No projeto de data warehouse, o esquema em estrela e o esquema em floco de neve são amplamente usados para diferentes necessidades de negócios e métodos de integração de dados. Embora ambos os modelos pertençam à categoria de modelagem dimensional, seu projeto estrutural e métodos de processamento de dados são significativamente diferentes. Essas diferenças também afetarão o desempenho, a manutenção e a compreensão da consulta final.
Primeiro, vamos discutir a arquitetura estelar. A principal característica do modelo estrela é a sua simplicidade, com uma tabela de fatos no centro cercada por diversas tabelas de dimensões. Essa estrutura torna o processo de consulta relativamente simples e conveniente para os usuários obterem informações. Na arquitetura Snowflake, os dados serão normalizados, o que significa que a tabela de dimensões pode ser dividida em tabelas de subdimensões menores. Em geral, o modelo floco de neve resulta em consultas mais complexas, mas também reduz a redundância de dados.
Em termos de métodos de design, ambos os modelos possuem etapas específicas. O modelo estrela primeiro seleciona um processo de negócio e depois define sua “granularidade”, determinando quais dimensões e fatos devem ser incluídos. Este processo enfatiza a clareza e a intuitividade do processamento comercial.
Ao estabelecer um modelo estrela, o foco está na concisão e clareza dos dados, tornando a extração e o uso de dados mais eficientes.
Em contraste, os modelos em floco de neve exigem mais consideração durante o processo de design. Conforme mencionado anteriormente, as dimensões são subdivididas em subdimensões, o que não apenas torna a estrutura de dados mais complexa, mas também pode afetar o desempenho da consulta. A compensação de qualidade é muitas vezes um equilíbrio entre as necessidades do negócio e os requisitos de desempenho.
Em termos de desempenho de consulta, o esquema em estrela geralmente tem melhor desempenho para consultas complexas. Como o relacionamento entre as dimensões é relativamente direto, são necessárias relativamente poucas operações de junção para encontrar os dados necessários de cada tabela de dimensões. Pesquisas relevantes apontam que isso melhorará significativamente a eficiência das consultas.
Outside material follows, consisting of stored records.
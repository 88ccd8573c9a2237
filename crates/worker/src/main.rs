use std::sync::Arc;
use std::time::Duration;

use adforge_llm::{LlmConfig, OpenAiClient};
use adforge_pipeline::fetcher::HttpPageFetcher;
use adforge_pipeline::{JobRunner, PipelineConfig, PipelineContext};
use adforge_worker::config::WorkerConfig;
use adforge_worker::poller::JobPoller;
use tokio_util::sync::CancellationToken;
use tracing_subscriber::{layer::SubscriberExt, util::SubscriberInitExt};

/// Upper bound on waiting for the in-flight cycle after a shutdown signal.
const SHUTDOWN_GRACE: Duration = Duration::from_secs(600);

#[tokio::main]
async fn main() {
    dotenvy::dotenv().ok();

    tracing_subscriber::registry()
        .with(
            tracing_subscriber::EnvFilter::try_from_default_env()
                .unwrap_or_else(|_| "adforge_worker=debug,adforge_pipeline=debug".into()),
        )
        .with(tracing_subscriber::fmt::layer())
        .init();

    // --- Configuration ---
    let worker_config = WorkerConfig::from_env();
    let pipeline_config = PipelineConfig::from_env();
    let llm_config = LlmConfig::from_env();

    // --- Database ---
    let database_url = std::env::var("DATABASE_URL").expect("DATABASE_URL must be set");
    let pool = adforge_db::create_pool(&database_url)
        .await
        .expect("Failed to connect to database");
    adforge_db::run_migrations(&pool)
        .await
        .expect("Failed to run database migrations");
    tracing::info!("Database ready");

    // --- Pipeline ---
    let backend = OpenAiClient::new(llm_config).expect("Failed to build model backend");
    let fetcher = HttpPageFetcher::new().expect("Failed to build page fetcher");
    let runner = JobRunner::new(PipelineContext::new(
        pool,
        Arc::new(backend),
        Arc::new(fetcher),
        pipeline_config,
    ));

    let poller = JobPoller::new(
        runner,
        worker_config.worker_id,
        worker_config.batch_size,
        worker_config.poll_interval,
    );

    let cancel = CancellationToken::new();
    let handle = tokio::spawn(poller.run(cancel.clone()));

    shutdown_signal().await;
    cancel.cancel();

    match tokio::time::timeout(SHUTDOWN_GRACE, handle).await {
        Ok(Ok(processed)) => tracing::info!(processed, "Worker stopped"),
        Ok(Err(e)) => tracing::error!(error = %e, "Poller task panicked"),
        Err(_) => tracing::warn!("In-flight cycle did not finish in time; its leases will expire"),
    }
}

/// Wait for SIGINT (Ctrl-C) or, on Unix, SIGTERM.
async fn shutdown_signal() {
    let ctrl_c = async {
        tokio::signal::ctrl_c()
            .await
            .expect("Failed to install Ctrl-C handler");
    };

    #[cfg(unix)]
    let terminate = async {
        tokio::signal::unix::signal(tokio::signal::unix::SignalKind::terminate())
            .expect("Failed to install SIGTERM handler")
            .recv()
            .await;
    };

    #[cfg(not(unix))]
    let terminate = std::future::pending::<()>();

    tokio::select! {
        () = ctrl_c => tracing::info!("Received SIGINT (Ctrl-C), shutting down"),
        () = terminate => tracing::info!("Received SIGTERM, shutting down"),
    }
}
A razão pela qual o modelo estrela tem vantagens nas consultas é que sua estrutura é mais simples e o número de operações é menor.
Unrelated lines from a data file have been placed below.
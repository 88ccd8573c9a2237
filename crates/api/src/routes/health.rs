use std::time::Duration;

use adforge_db::models::job::QueueSnapshot;
use adforge_db::repositories::JobRepo;
use axum::extract::State;
use axum::http::StatusCode;
use axum::{routing::get, Json, Router};
use serde::Serialize;

use crate::state::AppState;

const SNAPSHOT_TIMEOUT: Duration = Duration::from_secs(5);

#[derive(Debug, Serialize)]
pub struct HealthResponse {
    /// `ok`, `degraded` (a lease outlived the lease timeout) or `unavailable`.
    pub status: &'static str,
    pub version: &'static str,
    pub db_healthy: bool,
    pub stale_leases: bool,
    #[serde(skip_serializing_if = "Option::is_none")]
    pub queue: Option<QueueSnapshot>,
    #[serde(skip_serializing_if = "Option::is_none")]
    pub error: Option<String>,
}

/// GET /health
///
/// Reads the job queue in one query. 503 when the database does not answer
/// within [`SNAPSHOT_TIMEOUT`]; 200 with `degraded` when a running job's lease
/// is older than the configured lease timeout, which means no trigger has
/// swept it.
async fn health_check(State(state): State<AppState>) -> (StatusCode, Json<HealthResponse>) {
    let query = JobRepo::queue_snapshot(&state.pool);
    let snapshot = match tokio::time::timeout(SNAPSHOT_TIMEOUT, query).await {
        Ok(Ok(snapshot)) => snapshot,
        Ok(Err(e)) => return unavailable(format!("Queue query failed: {e}")),
        Err(_) => {
            let secs = SNAPSHOT_TIMEOUT.as_secs();
            return unavailable(format!("Queue query timed out (>{secs}s)"));
        }
    };

    let stale_leases = snapshot.has_stale_lease(state.runner.context().config.lease_timeout);
    if stale_leases {
        tracing::warn!(
            running = snapshot.running,
            oldest_lease_secs = ?snapshot.oldest_lease_secs,
            "Health check found stale leases",
        );
    }

    (
        StatusCode::OK,
        Json(HealthResponse {
            status: if stale_leases { "degraded" } else { "ok" },
            version: env!("CARGO_PKG_VERSION"),
            db_healthy: true,
            stale_leases,
            queue: Some(snapshot),
            error: None,
        }),
    )
}

fn unavailable(error: String) -> (StatusCode, Json<HealthResponse>) {
    tracing::error!(error = %error, "Health check failed");
    (
        StatusCode::SERVICE_UNAVAILABLE,
        Json(HealthResponse {
            status: "unavailable",
            version: env!("CARGO_PKG_VERSION"),
            db_healthy: false,
            stale_leases: false,
            queue: None,
            error: Some(error),
        }),
    )
}

/// Root-level, outside `/api/v1` and without auth.
pub fn router() -> Router<AppState> {
    Router::new().route("/health", get(health_check))
}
No entanto, à medida que a quantidade de dados aumenta, algumas características do modelo floco de neve não podem ser ignoradas. Embora as operações de consulta possam ser mais lentas, podem ser mais vantajosas em termos de custos de manutenção a longo prazo devido à redução da redundância de dados. Isto exige que as empresas avaliem as vantagens e desvantagens destes modelos de acordo com as suas próprias necessidades.
À medida que os requisitos de dados continuam a mudar, a escalabilidade tornou-se uma consideração importante para as empresas ao selecionar modelos. Os modelos em estrela, devido à sua estrutura mais intuitiva, tendem a ser mais vantajosos ao adicionar novas dimensões sem exigir alterações em grande escala na arquitetura geral.
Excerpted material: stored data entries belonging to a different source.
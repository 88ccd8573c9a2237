//! Brand DNA synthesis from fetched pages.

use adforge_core::brand_dna::BrandDna;
use adforge_llm::{JsonRequest, ModelBackend};

use crate::error::PipelineError;
use crate::fetcher::FetchedPage;
use crate::prompts::{brand_analyzer_user_prompt, SYSTEM_BRAND_ANALYZER};

const ANALYZER_TEMPERATURE: f32 = 0.4;

/// Normalized analyzer result.
#[derive(Debug, Clone)]
pub struct BrandAnalysis {
    pub dna: BrandDna,
    pub model: String,
    pub usage: Option<serde_json::Value>,
}

/// Ask the model for a Brand DNA and normalize it.
///
/// Missing or malformed sections become defaults; only output that is not a
/// JSON object at all is an error.
pub async fn analyze_brand(
    backend: &dyn ModelBackend,
    primary_url: &str,
    pages: &[FetchedPage],
) -> Result<BrandAnalysis, PipelineError> {
    let request = JsonRequest {
        system: SYSTEM_BRAND_ANALYZER.to_string(),
        user: brand_analyzer_user_prompt(primary_url, pages),
        temperature: ANALYZER_TEMPERATURE,
    };
    let completion = backend.complete_json(&request).await?;

    let value: serde_json::Value = serde_json::from_str(&completion.content)
        .map_err(|e| PipelineError::failed(format!("model returned non-JSON output: {e}")))?;
    let dna = BrandDna::from_value(value)
        .map_err(|e| PipelineError::failed(format!("brand DNA did not match schema: {e}")))?;

    Ok(BrandAnalysis {
        dna,
        model: completion.model,
        usage: completion.usage,
    })
}

/// Text the analysis ran on, stored next to the Brand DNA.
pub fn build_corpus(pages: &[FetchedPage]) -> String {
    pages
        .iter()
        .map(|p| {
            format!(
                "URL: {}\nTITLE: {}\nCONTENT:\n{}\n",
                p.url,
                p.title.as_deref().unwrap_or(""),
                p.content
            )
        })
        .collect::<Vec<_>>()
        .join("\n---\n")
}
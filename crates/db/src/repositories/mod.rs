//! Repository layer.
//!
//! Each repository is a zero-sized struct providing async methods that take
//! `&PgPool` as the first argument. Methods that must be composable inside a
//! caller's transaction take any `PgExecutor` instead.

pub mod brand_repo;
pub mod generation_run_repo;
pub mod ingestion_run_repo;
pub mod job_repo;
pub mod project_repo;
pub mod visual_asset_repo;

pub use brand_repo::BrandRepo;
pub use generation_run_repo::GenerationRunRepo;
pub use ingestion_run_repo::IngestionRunRepo;
pub use job_repo::{FailureOutcome, JobRepo};
pub use project_repo::ProjectRepo;
pub use visual_asset_repo::VisualAssetRepo;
A escalabilidade do modelo dimensional afetará diretamente a resposta da empresa às mudanças nas demandas do mercado.
Relativamente falando, a escalabilidade do modelo floco de neve requer mais considerações de design. À medida que as subdimensões aumentam, qualquer pequena alteração pode causar instabilidade na arquitetura geral. Portanto, as empresas precisam dar atenção suficiente ao crescimento esperado dos dados nos estágios iniciais do projeto.
Com o avanço da tecnologia de big data, os modelos estrela e floco de neve também enfrentaram novos desafios. Especialmente no Hadoop e em frameworks similares, os princípios básicos de estrelas e flocos de neve ainda se aplicam, porém, alguns ajustes precisam ser feitos dependendo das necessidades da tecnologia. Por exemplo, o sistema de arquivos do Hadoop é imutável e, portanto, requer considerações especiais no processamento do projeto.
Seja um modelo estrela ou um modelo floco de neve, a escolha entre eles tem impacto direto nas necessidades do negócio. Com o design certo, as empresas podem obter um gerenciamento de dados ideal e estabelecer uma boa base para expansão futura.
Depois de explorar esses modelos, você também está pensando em como escolher a arquitetura de dados mais adequada para sua empresa, a fim de apoiar o crescimento futuro?